Quando "Evereste" - baseado na experiência real do alpinista português João Garcia - saiu em 2007, tinha na sua capa fria e opressiva dois homens a escalar, a um custo muito real e conhecido, uma montanha gelada.
A capa de "Pontas Soltas" situa-se numa posição quase diametralmente oposta à de "Evereste". Um design limpo e colorido coloca-nos numa perspectiva extrema a sobrevoar uma cidade. No meio da imensa estrutura citadina, pequenos vislumbres de elefantes cor-de-rosa, robôs disfarçados de prédios e borboletas inteligentes bidimensionais. Como em "Evereste", somos preparados para o interior do livro.
Uma colecção de histórias curtas que "se unem de forma natural sobre o tema Cidades", "Pontas Soltas" é parte autobiográfico, parte fantástico e parte diário de viagem.
O ponto alto do álbum é "Da cidade...", um passeio pela cidade de Portimão cujo fio condutor é uma conversa continuada pelas várias pessoas que encontramos pelo caminho. Nestas dez páginas, o autor revela uma sensibilidade para o diálogo, plausível e humano, sem a qual esta sequência não seria tão eficaz.
Para além do diálogo, o elemento mais característico da obra é o seu estilo gráfico fotorrealista. Ricardo Cabral é um ilustrador mais que competente (talentoso), domina facilmente os vários elementos do desenho propriamente dito (perspectiva, anatomia, luz, forma, etc.) mas é a sua dependência (admitida no próprio texto) do registo fotográfico que o limita. Pessoalmente prefiro traços mais "livres" e a escolha das cores dá uma aparência artificial mesmo ao desenho de observação "ao vivo".
À parte da minha preferência estilística, gostaria de ver Cabral investir em narrativas menos sediadas na autobiografia (mesmo que com alguns laivos fantasiosos). Não sei se há receio da entrega plena à ficção mas a verdade é que neste álbum a única história ("Lágrimas de Elefante") do género é em colaboração. Agora que se fala em novo projecto e após reconhecimento nacional e além-mar, será interessante ver em que veredas caminhará Ricardo Cabral.

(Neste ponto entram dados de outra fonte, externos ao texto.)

//! This module provides the `TransitionTable`, the mapping from (state, read symbol) to the
//! transition the machine applies.

use serde::{Deserialize, Serialize};
use std::collections::HashMap;

use crate::symbol::Symbol;
use crate::types::Transition;

/// Transition rules in definition order, indexed by state and read symbol.
///
/// At most one transition exists per (state, symbol) pair. Inserting a second one replaces
/// the first in place, so the definition order of the pair is kept.
#[derive(Debug, Clone, Default, PartialEq, Serialize, Deserialize)]
#[serde(from = "Vec<Transition>", into = "Vec<Transition>")]
pub struct TransitionTable {
    transitions: Vec<Transition>,
    index: HashMap<String, HashMap<Symbol, usize>>,
}

impl TransitionTable {
    pub fn new() -> Self {
        Self::default()
    }

    /// Inserts a transition, returning the one it replaced, if any.
    pub fn insert(&mut self, transition: Transition) -> Option<Transition> {
        let symbols = self.index.entry(transition.state.clone()).or_default();

        match symbols.get(&transition.read) {
            Some(&position) => Some(std::mem::replace(
                &mut self.transitions[position],
                transition,
            )),
            None => {
                symbols.insert(transition.read, self.transitions.len());
                self.transitions.push(transition);
                None
            }
        }
    }

    /// Finds the transition for `state` reading `symbol`.
    pub fn get(&self, state: &str, symbol: Symbol) -> Option<&Transition> {
        self.position(state, symbol).map(|i| &self.transitions[i])
    }

    /// Position of the transition for `state` reading `symbol` in definition order.
    pub fn position(&self, state: &str, symbol: Symbol) -> Option<usize> {
        self.index
            .get(state)
            .and_then(|symbols| symbols.get(&symbol))
            .copied()
    }

    /// All transitions leaving `state`, in definition order.
    pub fn rules_for<'a>(&'a self, state: &'a str) -> impl Iterator<Item = &'a Transition> + 'a {
        self.transitions.iter().filter(move |t| t.state == state)
    }

    /// Checks if `state` has at least one outgoing transition.
    pub fn contains_state(&self, state: &str) -> bool {
        self.index.contains_key(state)
    }

    pub fn transitions(&self) -> &[Transition] {
        &self.transitions
    }

    /// Derived fields only; changing `state` or `read` through this would desync the index.
    pub(crate) fn transitions_mut(&mut self) -> &mut [Transition] {
        &mut self.transitions
    }

    pub fn len(&self) -> usize {
        self.transitions.len()
    }

    pub fn is_empty(&self) -> bool {
        self.transitions.is_empty()
    }
}

impl From<Vec<Transition>> for TransitionTable {
    fn from(transitions: Vec<Transition>) -> Self {
        let mut table = Self::new();
        for transition in transitions {
            table.insert(transition);
        }
        table
    }
}

impl From<TransitionTable> for Vec<Transition> {
    fn from(table: TransitionTable) -> Self {
        table.transitions
    }
}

Originalmente publicado aqui.

28 de Setembro de 2013

"You don't live nowhere at all, mate."
THE NEW DEADWARDIANS
Dan Abnett & I.N.J. Culbard
Vertigo Comics, 2012
152 págs., tetracromia

1910. Há 50 anos que a humanidade convive com monstros. Num mundo atingido por uma pandemia que transforma humanos em zombies, os influentes sujeitam-se a uma cura tão monstruosa como a doença. 
Em “The New Deadwardians”, o Inspector-Chefe George Suttle vê-se a braços com a investigação do homicídio de um proeminente cuja causa de morte não se encontra entre as tradicionais da sua espécie, pois a cura a que se submeteram os ricos não é mais que o vampirismo e para essa condição conhecem-se bem as "soluções".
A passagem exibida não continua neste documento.